Dolayısıyla hem sözleriniz hem aksiyonlarınız bilinçle akar. Performans öncesi zihinsel ve bedensel hazırlık önce hayatın tüm etkilerinden kendini arındırmakla -bir nevi kendini karantinaya almak- başlıyor. Bu arındırma; performans süresince izleyici ile en şeffaf teması yakalamak, yapıtın etkisini en maksimum seviyede vermek için odaklanma ve pratik çalışmalarından oluşur. Abramovic’in bunu kendi metotlarıyla yapıyor olması onu alanında 'diva' yapan olgudur aynı zamanda. Marina Abramovic 2010 MoMA sergisinden üç ay evvel Floransa Bienali’ndeki ödül konuşmasında içtenlikle yazdığı manifestosunu paylaşır:
*Bir sanatçı asla kendisine ve başkalarına yalan söylememeli
*Bir sanatçı diğer sanatçıların fikirlerini çalmamalı *Bir sanatçı kendini sanat piyasasına dahi adamamalı
*Bir sanatçı asla başka birinin varlığına zarar vermemeli, kendini idolleştirmemeli
*Bir sanatçı kendi aşk hayatıyla iç içe olmalı *Bir sanatçı başka bir sanatçıya aşık olmaktan kaçınmalı
*Bir sanatçı başka bir sanatçıya aşık olmaktan kaçınmalı *Bir sanatçı başka bir sanatçıya aşık olmamalı kaçınmalı Marina Ulay’a çok aşık olmuştur. Onu kendisinden çok sever ve birlikte gerçekleştirdikleri üretimler yoğunlukla kadın-erkek ilişkilerini ifade etmiştir. Birlikte gerçekleştirdikleri ‘Nightsea Crossing’ (1981-1987) adlı performans; hareketsizlik, sessizlik ve oruçtan oluşuyordu ve yalnızca bir masa başında birbirlerine göz göze bakmaktan ibaretti.
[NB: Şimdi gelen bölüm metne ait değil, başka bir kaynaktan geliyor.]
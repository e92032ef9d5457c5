use std::path::PathBuf;
use std::time::Duration;

/// Tunables injected into the session constructor. Defaults mirror the
/// wire protocol's customary values.
#[derive(Debug, Clone)]
pub struct Config {
    /// Directory the content set is materialized under.
    pub download_root: PathBuf,
    /// Port advertised to peers in the extended handshake.
    pub listen_port: u16,
    /// Per-peer budget of concurrently in-flight chunk requests.
    pub max_peer_requests: usize,
    /// Idle period after which a keep-alive frame is sent.
    pub keep_alive_period: Duration,
    /// Delay before re-dialing a peer that closed cleanly while we were
    /// still interested.
    pub reconnect_wait: Duration,
    /// Reconnect attempts per peer before giving up on it.
    pub max_reconnects: u32,
}

impl Default for Config {
    fn default() -> Self {
        Self {
            download_root: PathBuf::from("."),
            listen_port: 6881,
            max_peer_requests: 5,
            keep_alive_period: Duration::from_secs(60),
            reconnect_wait: Duration::from_secs(5),
            max_reconnects: 3,
        }
    }
}
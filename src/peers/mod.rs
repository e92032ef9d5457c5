pub mod connection;
pub mod rate;

pub use connection::{run_peer, PeerConnection, PeerConnector, PeerLink};

use crate::torrent::PeerId;
use tokio::io::{AsyncRead, AsyncWrite};
use tokio::sync::mpsc;

pub type PeerAddr = std::net::SocketAddr;
pub type PieceIndex = usize;
pub type PieceLength = u32;
pub type BlockOffset = u32;
pub type BlockLength = u32;

/// Buffering on the session -> peer command channel.
pub const COMMAND_BUFFER_SIZE: usize = 32;

pub trait PeerStream: AsyncRead + AsyncWrite + Unpin + Send {}
impl<T: AsyncRead + AsyncWrite + Unpin + Send> PeerStream for T {}

/// Instructions from the session to one peer connection task.
#[derive(Debug)]
pub enum PeerCommand {
    /// Ask the remote for a chunk.
    Request {
        index: u32,
        begin: BlockOffset,
        length: BlockLength,
    },
    /// Announce or retract local interest.
    SetInterested(bool),
    /// Tell the remote we now have a piece.
    Have(u32),
    /// Answer a previously alerted remote request.
    ServeChunk {
        index: u32,
        begin: BlockOffset,
        chunk: Vec<u8>,
    },
    /// The session will not serve a previously alerted remote request;
    /// frees its serve-queue slot.
    DeclineServe,
    /// Raw extended-channel frame (code already remote-negotiated).
    Extended { code: u8, payload: Vec<u8> },
    Shutdown,
}

/// Events one peer connection task raises towards the session.
#[derive(Debug)]
pub enum PeerAlert {
    /// Handshake completed; steady-state loop is running.
    Connected {
        addr: PeerAddr,
        remote_id: PeerId,
        supports_extensions: bool,
    },
    /// Remote replaced its whole availability map.
    AvailabilityReplaced { addr: PeerAddr, bitfield: Vec<u8> },
    /// Remote gained one piece.
    AvailabilityGained { addr: PeerAddr, index: u32 },
    /// Unchoked while interested: the peer can be asked for chunks.
    Ready { addr: PeerAddr },
    /// Remote choked us; outstanding requests may never be answered.
    Choked { addr: PeerAddr },
    /// A requested chunk arrived.
    ChunkReceived {
        addr: PeerAddr,
        index: u32,
        begin: BlockOffset,
        chunk: Vec<u8>,
    },
    /// Remote asked us for a chunk (already rate-limited by the
    /// connection).
    ChunkRequested {
        addr: PeerAddr,
        index: u32,
        begin: BlockOffset,
        length: BlockLength,
    },
    /// Extended-channel frame received (any code, including the
    /// capability handshake).
    Extended {
        addr: PeerAddr,
        code: u8,
        payload: Vec<u8>,
    },
    /// Periodic transfer-rate sample, bytes per second.
    Rates {
        addr: PeerAddr,
        download: f64,
        upload: f64,
    },
    /// Terminal: the task is gone. `clean` distinguishes an orderly remote
    /// close from a protocol/transport failure.
    Disconnected { addr: PeerAddr, clean: bool },
}

pub type PeerCommandSender = mpsc::Sender<PeerCommand>;
pub type PeerAlertSender = mpsc::Sender<PeerAlert>;
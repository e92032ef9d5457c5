use crate::piece::Piece;
use crate::prelude::*;
use crate::torrent::Bitfield;
use rand::Rng;

/// Decides which piece a ready peer should be asked for.
///
/// Keeps the set of pieces currently assigned to at least one peer's
/// request cycle, preferring to finish those before opening new ones so
/// partially-downloaded pieces stay few and complete fast. New pieces are
/// drawn uniformly at random from what the peer can supply; rarest-first
/// is a possible refinement but not part of this policy.
#[derive(Debug)]
pub struct PiecePicker {
    active: Bitfield,
}

impl PiecePicker {
    pub fn new(piece_count: usize) -> Self {
        Self {
            active: Bitfield::new(piece_count),
        }
    }

    pub fn is_active(&self, index: usize) -> bool {
        self.active.is_set(index)
    }

    /// Drops a piece from the active set: it completed, failed validation,
    /// or its only peer went away. It re-enters the selection pool (unless
    /// the completion bitfield masks it out).
    pub fn release(&mut self, index: usize) {
        self.active.unset(index);
    }

    /// Picks for a ready peer. Continues an already-active piece the peer
    /// can supply when one still has unrequested chunks; otherwise
    /// activates a random piece among those the peer has that are neither
    /// active nor complete. `None` when the peer has nothing we can use.
    pub fn next_piece<R: Rng>(
        &mut self,
        peer_has: &Bitfield,
        pieces: &[Piece],
        completion: &Bitfield,
        rng: &mut R,
    ) -> Option<usize> {
        for index in self.active.set_indices() {
            if peer_has.is_set(index) && pieces[index].has_unrequested_chunks() {
                trace!("continuing active piece {}", index);
                return Some(index);
            }
        }

        // available = peer_has ^ (peer_has & (active | complete))
        let available = peer_has.xor(&peer_has.and(&self.active.or(completion)));
        let eligible = available.set_indices();
        if eligible.is_empty() {
            return None;
        }

        let index = eligible[rng.gen_range(0..eligible.len())];
        debug!("activating piece {}", index);
        self.active.set(index);
        Some(index)
    }
}

#[cfg(test)]
mod test {
    use super::*;
    use crate::piece::CHUNK_LENGTH;
    use rand::rngs::StdRng;
    use rand::SeedableRng;
    use rstest::*;

    fn pieces(count: usize) -> Vec<Piece> {
        (0..count)
            .map(|index| {
                Piece::new(
                    index,
                    index as u64 * 2 * CHUNK_LENGTH as u64,
                    2 * CHUNK_LENGTH,
                    [0; 20],
                )
            })
            .collect()
    }

    fn bitfield_of(indices: &[usize], length: usize) -> Bitfield {
        let mut field = Bitfield::new(length);
        for index in indices {
            field.set(*index);
        }
        field
    }

    #[fixture]
    fn rng() -> StdRng {
        StdRng::seed_from_u64(7)
    }

    #[rstest]
    fn test_prefers_continuing_active_piece(mut rng: StdRng) {
        // peer has {0, 2, 3}, active is {2}, complete is {0}: the picker
        // must continue piece 2 rather than start piece 3.
        let pieces = pieces(4);
        let mut picker = PiecePicker::new(4);
        picker.active.set(2);
        let completion = bitfield_of(&[0], 4);
        let peer_has = bitfield_of(&[0, 2, 3], 4);

        let picked = picker.next_piece(&peer_has, &pieces, &completion, &mut rng);
        assert_eq!(picked, Some(2));
    }

    #[rstest]
    fn test_activates_new_piece_when_active_exhausted(mut rng: StdRng) {
        let mut pieces = pieces(4);
        // drain piece 2's chunks so it cannot be continued.
        while pieces[2].next_chunk().is_some() {}

        let mut picker = PiecePicker::new(4);
        picker.active.set(2);
        let completion = bitfield_of(&[0], 4);
        let peer_has = bitfield_of(&[0, 2, 3], 4);

        let picked = picker.next_piece(&peer_has, &pieces, &completion, &mut rng);
        assert_eq!(picked, Some(3));
        assert!(picker.is_active(3));
    }

    #[rstest]
    fn test_none_when_peer_has_nothing_usable(mut rng: StdRng) {
        let pieces = pieces(3);
        let mut picker = PiecePicker::new(3);
        picker.active.set(1);
        // everything the peer has is complete or already active elsewhere
        // and exhausted.
        let completion = bitfield_of(&[0, 2], 3);
        let peer_has = bitfield_of(&[0, 2], 3);

        assert_eq!(
            picker.next_piece(&peer_has, &pieces, &completion, &mut rng),
            None
        );
    }

    #[rstest]
    fn test_release_returns_piece_to_pool(mut rng: StdRng) {
        let pieces = pieces(2);
        let mut picker = PiecePicker::new(2);
        let completion = Bitfield::new(2);
        let peer_has = bitfield_of(&[1], 2);

        assert_eq!(
            picker.next_piece(&peer_has, &pieces, &completion, &mut rng),
            Some(1)
        );
        // invalidation: active flag cleared, the piece is selectable again.
        picker.release(1);
        assert!(!picker.is_active(1));
        assert_eq!(
            picker.next_piece(&peer_has, &pieces, &completion, &mut rng),
            Some(1)
        );
    }

    #[rstest]
    fn test_random_pick_stays_within_eligible(mut rng: StdRng) {
        let pieces = pieces(8);
        let mut picker = PiecePicker::new(8);
        let completion = bitfield_of(&[1], 8);
        let peer_has = bitfield_of(&[1, 4, 6], 8);

        for _ in 0..16 {
            let picked = picker
                .next_piece(&peer_has, &pieces, &completion, &mut rng)
                .unwrap();
            assert!(picked == 4 || picked == 6);
            picker.release(picked);
        }
    }
}
pub mod download_info;

pub use download_info::{DownloadInfo, FileEntry};

use serde::Deserialize;
use std::path::Path;
use tokio::fs;

/// Sha1 digest of one piece's bytes, taken from the descriptor's
/// concatenated digest string.
pub type PieceHash = [u8; sha1_smol::DIGEST_LENGTH];

/// The decoded descriptor document. Only the info dictionary matters to the
/// acquisition engine; announce fields are carried for external discovery
/// collaborators.
#[derive(Debug, Deserialize)]
pub struct Metainfo {
    #[serde(default)]
    pub announce: Option<String>,

    #[serde(rename = "info")]
    pub file_info: DownloadInfo,

    #[serde(default)]
    #[serde(rename = "announce-list")]
    pub announce_list: Option<Vec<Vec<String>>>,

    #[serde(default)]
    #[serde(rename = "creation date")]
    pub creation_date: Option<u64>, // seconds since unix epoch
    //
    #[serde(default)]
    #[serde(rename = "created by")]
    pub created_by: Option<String>,

    #[serde(default)]
    pub comment: Option<String>,

    #[serde(default)]
    pub encoding: Option<String>,
}

impl Metainfo {
    pub async fn from_bencode_file(file: impl AsRef<Path>) -> anyhow::Result<Self> {
        let file_contents = fs::read(file).await?;
        Self::from_bencode_bytes(&file_contents)
    }

    pub fn from_bencode_bytes(bytes: &[u8]) -> anyhow::Result<Self> {
        let metainfo: Metainfo = serde_bencode::from_bytes(bytes).map_err(anyhow::Error::msg)?;
        Ok(metainfo)
    }
}
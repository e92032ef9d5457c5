use clap::{self, Parser};

use std::ffi::OsStr;
use std::net::SocketAddr;
use std::path::Path;
use std::path::PathBuf;
use std::str::FromStr;

#[derive(Debug, Clone)]
pub struct MetainfoFilePath(PathBuf);

impl MetainfoFilePath {
    pub fn new(path: impl Into<PathBuf>) -> Result<Self, anyhow::Error> {
        let path: PathBuf = path.into();

        if !path.is_file() {
            anyhow::bail!("could not find file at {}", path.display());
        }

        let extension_is_torrent = path
            .extension() // must have extension
            .is_some_and(|s| s == OsStr::new("torrent"));

        if !extension_is_torrent {
            anyhow::bail!("torrent files must end have a .torrent extension");
        }

        Ok(MetainfoFilePath(path))
    }
}

impl FromStr for MetainfoFilePath {
    type Err = anyhow::Error;

    fn from_str(s: &str) -> Result<Self, Self::Err> {
        let path = PathBuf::from(s);
        Self::new(path)
    }
}

impl AsRef<Path> for MetainfoFilePath {
    fn as_ref(&self) -> &Path {
        self.0.as_ref()
    }
}

#[derive(Parser, Debug)]
#[command(author, about, long_about = None)]
/// a peer-to-peer file distribution client.
pub struct Cli {
    #[arg(required = true)]
    /// the source for the torrent information, i.e a torrent file.
    /// torrent files must have the .torrent extention
    pub source: MetainfoFilePath,

    #[arg(short, long, default_value = "6881")]
    /// the port advertised to remote peers.
    pub port: u16,

    #[arg(short, long, default_value = ".")]
    /// directory the content set is downloaded into.
    pub download_dir: PathBuf,

    #[arg(long = "peer")]
    /// peer address to dial (host:port). repeatable; stands in for an
    /// external discovery service.
    pub peers: Vec<SocketAddr>,
}
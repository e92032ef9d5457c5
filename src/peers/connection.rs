use super::{PeerAddr, PeerAlert, PeerAlertSender, PeerCommand, PeerStream};
use crate::peer_protocol::codec::{self, PeerFrames, PeerMessage};
use crate::peer_protocol::handshake::PeerHandshake;
use crate::prelude::*;
use crate::peers::rate::RateEstimator;
use crate::torrent::{InfoHash, PeerId};
use futures::{SinkExt, StreamExt};
use tokio::io::{AsyncReadExt, AsyncWriteExt};
use tokio::net::TcpStream;
use tokio::sync::mpsc;
use tokio::time::{interval, sleep_until, Duration, Instant};

/// Remote requests queued beyond this are dropped so a greedy peer cannot
/// stall the frame-processing loop.
const MAX_PENDING_SERVES: usize = 16;

const RATE_SAMPLE_INTERVAL: Duration = Duration::from_secs(1);

#[derive(Debug, Clone, Copy, PartialEq, Eq)]
pub enum ConnectionState {
    Connecting,
    Handshaking,
    Ready,
    Disconnected,
}

pub struct PeerConnector<S: PeerStream> {
    peer_addr: PeerAddr,
    stream: S,
}

impl PeerConnector<TcpStream> {
    #[instrument(name = "connect to peer", level = "info", fields(%peer_addr), skip_all)]
    pub async fn connect(peer_addr: PeerAddr) -> anyhow::Result<Self> {
        info!("connecting to peer");
        let stream = TcpStream::connect(peer_addr).await.inspect_err(|_| {
            error!("failed to connect to peer");
        })?;

        Ok(Self::from_parts(peer_addr, stream))
    }
}

impl<S: PeerStream> PeerConnector<S> {
    pub fn from_parts(peer_addr: PeerAddr, stream: S) -> Self {
        Self { peer_addr, stream }
    }

    /// Exchanges the fixed 68-byte preambles and verifies the remote is
    /// speaking the same protocol about the same content set.
    #[instrument(name = "handshake mode", level = "info", skip_all)]
    pub async fn handshake(self, handshake: PeerHandshake) -> anyhow::Result<PeerLink<S>> {
        let Self {
            peer_addr,
            mut stream,
        } = self;
        let local_info_hash = handshake.info_hash.clone();
        let mut bytes = handshake.into_bytes();

        info!("sending handshake to peer");
        stream.write_all(&bytes).await?;

        info!("waiting for peer handshake");
        stream.read_exact(&mut bytes).await?;

        let handshake = PeerHandshake::from_bytes(bytes)?;
        if handshake.info_hash != local_info_hash {
            anyhow::bail!(
                "peer answered for a different content set: {}",
                handshake.info_hash
            );
        }
        info!("peer handshake received");
        debug!(peer_handshake_reply = ?handshake);

        let supports_extensions = handshake.supports_extensions();
        Ok(PeerLink {
            peer_addr,
            remote_id: handshake.peer_id,
            supports_extensions,
            stream,
        })
    }
}

/// A handshaken transport, ready to be upgraded into the steady-state
/// message loop.
#[derive(Debug)]
pub struct PeerLink<S: PeerStream> {
    pub peer_addr: PeerAddr,
    pub remote_id: PeerId,
    pub supports_extensions: bool,
    pub stream: S,
}

/// One duplex peer connection in its steady state: parses inbound frames
/// into alerts for the session, turns session commands into outbound
/// frames, keeps the link alive and samples transfer rates.
pub struct PeerConnection<S: PeerStream> {
    addr: PeerAddr,
    remote_id: PeerId,
    supports_extensions: bool,
    frames: PeerFrames<S>,
    commands_rx: mpsc::Receiver<PeerCommand>,
    alerts_tx: PeerAlertSender,
    remote_choked_us: bool,
    remote_interested: bool,
    am_interested: bool,
    pending_serves: usize,
    download_rate: RateEstimator,
    upload_rate: RateEstimator,
    keep_alive_period: Duration,
    keep_alive_deadline: Instant,
}

impl<S: PeerStream> PeerConnection<S> {
    pub fn new(
        link: PeerLink<S>,
        commands_rx: mpsc::Receiver<PeerCommand>,
        alerts_tx: PeerAlertSender,
        keep_alive_period: Duration,
    ) -> Self {
        let PeerLink {
            peer_addr,
            remote_id,
            supports_extensions,
            stream,
        } = link;
        Self {
            addr: peer_addr,
            remote_id,
            supports_extensions,
            frames: codec::upgrade_stream(stream),
            commands_rx,
            alerts_tx,
            remote_choked_us: true,
            remote_interested: false,
            am_interested: false,
            pending_serves: 0,
            download_rate: RateEstimator::new(RATE_SAMPLE_INTERVAL.as_secs_f64()),
            upload_rate: RateEstimator::new(RATE_SAMPLE_INTERVAL.as_secs_f64()),
            keep_alive_period,
            keep_alive_deadline: Instant::now() + keep_alive_period,
        }
    }

    /// Runs the steady-state loop until the remote closes (returns
    /// `Ok(true)`), the session orders a shutdown (`Ok(false)`), or a
    /// protocol/transport failure surfaces (`Err`).
    #[instrument(name = "peer loop", level = "info", fields(addr = %self.addr), skip_all)]
    pub async fn run(
        &mut self,
        local_bitfield: Vec<u8>,
        extended_handshake: Option<Vec<u8>>,
    ) -> anyhow::Result<bool> {
        self.alerts_tx
            .send(PeerAlert::Connected {
                addr: self.addr,
                remote_id: self.remote_id.clone(),
                supports_extensions: self.supports_extensions,
            })
            .await?;

        self.send(Some(PeerMessage::Bitfield(local_bitfield))).await?;
        if self.supports_extensions {
            if let Some(payload) = extended_handshake {
                debug!("sending extended capability handshake");
                self.send(Some(PeerMessage::Extended { code: 0, payload }))
                    .await?;
            }
        }

        let mut rate_tick = interval(RATE_SAMPLE_INTERVAL);
        rate_tick.reset();

        enum Wake {
            Frame(Option<anyhow::Result<Option<PeerMessage>>>),
            Command(Option<PeerCommand>),
            KeepAlive,
            RateTick,
        }

        loop {
            // borrow the channels apart from the rest of the connection so
            // the handlers below get the whole &mut self back.
            let wake = {
                let Self {
                    frames,
                    commands_rx,
                    keep_alive_deadline,
                    ..
                } = &mut *self;
                tokio::select! {
                    frame = frames.next() => Wake::Frame(frame),
                    command = commands_rx.recv() => Wake::Command(command),
                    _ = sleep_until(*keep_alive_deadline) => Wake::KeepAlive,
                    _ = rate_tick.tick() => Wake::RateTick,
                }
            };

            match wake {
                Wake::Frame(None) => {
                    info!("peer closed connection");
                    return Ok(true);
                }
                Wake::Frame(Some(Err(violation))) => return Err(violation),
                Wake::Frame(Some(Ok(None))) => trace!("keep-alive received"),
                Wake::Frame(Some(Ok(Some(msg)))) => self.handle_message(msg).await?,

                Wake::Command(Some(command)) => {
                    if !self.handle_command(command).await? {
                        info!("received shutdown signal, shutting down");
                        return Ok(false);
                    }
                }
                // session went away; nothing left to drive this connection.
                Wake::Command(None) => {
                    info!("command channel closed, shutting down");
                    return Ok(false);
                }

                Wake::KeepAlive => {
                    trace!("idle period elapsed, sending keep-alive");
                    self.send(None).await?;
                }

                Wake::RateTick => {
                    let download = self.download_rate.sample();
                    let upload = self.upload_rate.sample();
                    self.alerts_tx
                        .send(PeerAlert::Rates {
                            addr: self.addr,
                            download,
                            upload,
                        })
                        .await?;
                }
            }
        }
    }

    async fn handle_message(&mut self, msg: PeerMessage) -> anyhow::Result<()> {
        type PM = PeerMessage;
        match msg {
            PM::Choke => {
                debug!("peer choked us");
                self.remote_choked_us = true;
                self.alert(PeerAlert::Choked { addr: self.addr }).await?;
            }
            PM::Unchoke => {
                debug!("peer unchoked us");
                self.remote_choked_us = false;
                if self.am_interested {
                    self.alert(PeerAlert::Ready { addr: self.addr }).await?;
                }
            }
            PM::Interested => {
                self.remote_interested = true;
                debug!("peer interested in us: {}", self.remote_interested);
            }
            PM::NotInterested => {
                self.remote_interested = false;
                debug!("peer interested in us: {}", self.remote_interested);
            }
            PM::Have(index) => {
                self.alert(PeerAlert::AvailabilityGained {
                    addr: self.addr,
                    index,
                })
                .await?;
            }
            PM::Bitfield(bitfield) => {
                self.alert(PeerAlert::AvailabilityReplaced {
                    addr: self.addr,
                    bitfield,
                })
                .await?;
            }
            PM::Request {
                index,
                begin,
                length,
            } => {
                if self.pending_serves >= MAX_PENDING_SERVES {
                    warn!("dropping remote request, serve queue full");
                    return Ok(());
                }
                self.pending_serves += 1;
                self.alert(PeerAlert::ChunkRequested {
                    addr: self.addr,
                    index,
                    begin,
                    length,
                })
                .await?;
            }
            PM::Piece {
                index,
                begin,
                chunk,
            } => {
                self.download_rate.record(chunk.len());
                self.alert(PeerAlert::ChunkReceived {
                    addr: self.addr,
                    index,
                    begin,
                    chunk,
                })
                .await?;
            }
            msg @ (PM::Cancel { .. } | PM::Port(_)) => {
                debug!("ignoring advisory message {:?}", msg);
            }
            PM::Extended { code, payload } => {
                self.alert(PeerAlert::Extended {
                    addr: self.addr,
                    code,
                    payload,
                })
                .await?;
            }
        }
        Ok(())
    }

    async fn handle_command(&mut self, command: PeerCommand) -> anyhow::Result<bool> {
        type PC = PeerCommand;
        match command {
            PC::Request {
                index,
                begin,
                length,
            } => {
                trace!("requesting chunk {} of piece {}", begin, index);
                self.send(Some(PeerMessage::Request {
                    index,
                    begin,
                    length,
                }))
                .await?;
            }
            PC::SetInterested(interested) => {
                if interested && !self.am_interested {
                    debug!("sending unchoke and interested");
                    self.am_interested = true;
                    // reciprocate up front so the remote can request from
                    // us as well; there is no choking policy beyond this.
                    self.send(Some(PeerMessage::Unchoke)).await?;
                    self.send(Some(PeerMessage::Interested)).await?;
                    if !self.remote_choked_us {
                        self.alert(PeerAlert::Ready { addr: self.addr }).await?;
                    }
                } else if !interested && self.am_interested {
                    debug!("sending not interested");
                    self.am_interested = false;
                    self.send(Some(PeerMessage::NotInterested)).await?;
                }
            }
            PC::Have(index) => {
                self.send(Some(PeerMessage::Have(index))).await?;
            }
            PC::ServeChunk {
                index,
                begin,
                chunk,
            } => {
                self.pending_serves = self.pending_serves.saturating_sub(1);
                self.upload_rate.record(chunk.len());
                self.send(Some(PeerMessage::Piece {
                    index,
                    begin,
                    chunk,
                }))
                .await?;
            }
            PC::DeclineServe => {
                self.pending_serves = self.pending_serves.saturating_sub(1);
            }
            PC::Extended { code, payload } => {
                self.send(Some(PeerMessage::Extended { code, payload }))
                    .await?;
            }
            PC::Shutdown => return Ok(false),
        }
        Ok(true)
    }

    // every real outbound frame also pushes the keep-alive deadline out.
    async fn send(&mut self, frame: Option<PeerMessage>) -> anyhow::Result<()> {
        self.frames.send(frame).await?;
        self.keep_alive_deadline = Instant::now() + self.keep_alive_period;
        Ok(())
    }

    async fn alert(&self, alert: PeerAlert) -> anyhow::Result<()> {
        self.alerts_tx.send(alert).await?;
        Ok(())
    }
}

/// Connects, handshakes and drives one peer to its end of life, reporting
/// the terminal disconnect to the session. Spawned per discovered address.
pub async fn run_peer(
    addr: PeerAddr,
    info_hash: InfoHash,
    peer_id: PeerId,
    local_bitfield: Vec<u8>,
    extended_handshake: Option<Vec<u8>>,
    commands_rx: mpsc::Receiver<PeerCommand>,
    alerts_tx: PeerAlertSender,
    keep_alive_period: Duration,
) {
    let outcome = async {
        debug!(state = ?ConnectionState::Connecting, %addr, "peer lifecycle");
        let connector = PeerConnector::connect(addr).await?;

        debug!(state = ?ConnectionState::Handshaking, %addr, "peer lifecycle");
        let link = connector
            .handshake(PeerHandshake::new(info_hash, peer_id))
            .await?;

        debug!(state = ?ConnectionState::Ready, %addr, "peer lifecycle");
        let mut connection =
            PeerConnection::new(link, commands_rx, alerts_tx.clone(), keep_alive_period);
        connection.run(local_bitfield, extended_handshake).await
    }
    .await;
    debug!(state = ?ConnectionState::Disconnected, %addr, "peer lifecycle");

    let clean = match outcome {
        Ok(clean) => clean,
        Err(reason) => {
            warn!("peer {} failed: {:#}", addr, reason);
            false
        }
    };
    let _ = alerts_tx
        .send(PeerAlert::Disconnected { addr, clean })
        .await;
}
pub mod codec;
pub mod extended;
pub mod handshake;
Aralıklı 90 gün bunu yaptıktan sonra Ulay sağlık sorunları sebebiyle pes etti ve Marina karşısındaki boş sandalye ile performansa devam etti. MoMA’daki efsanevi performansın temeli buradadır. Sonsuza kadar birlikte olacaklarını uman, hayatının en güzel günlerini geçirdiği ve en iyi üretimlerine eşlik etmiş adam yoktur karşısında. Bu performans, gün boyu bir sandalye üstünde hareketsiz, sessiz, aç bir halde oturmaya devam etmeye ek olarak boş bir sandalyeye bakmaya evrilir. Yani bir işkenceye.
Yıllar sonra, bu performans dünyanın en önemli sanat sahnesindedir. Ulay’ın bıraktığı boş sandalyeye yaklaşık bir milyon insan oturmak için saatlerce sıra bekler. Marina tek tek her biriyle kurduğu göz temasıyla sanat dünyasına tarih yazar. Giden bir aşkın yerine gelen etkiye bakın…
Bugün Sakıp Sabancı Müzesi'ndeki sergi, sanatçının geniş bir retrospektifini içeren MAI sergisidir. Lokal performans sanatçılarımız MAI seçmelerinden geçerek bu sergiye yine MAI ile hazırlandılar. Sergi süresince performanslar değişeceğinden, hepsini deneyimlemek isterseniz programı takip etmelisiniz.
Sanatçının tüm işlerine aşina olduğumdan benim için bu sergideki en heyecanlı bölüm MAI metotlarının tecrübe edileceği -3. kat.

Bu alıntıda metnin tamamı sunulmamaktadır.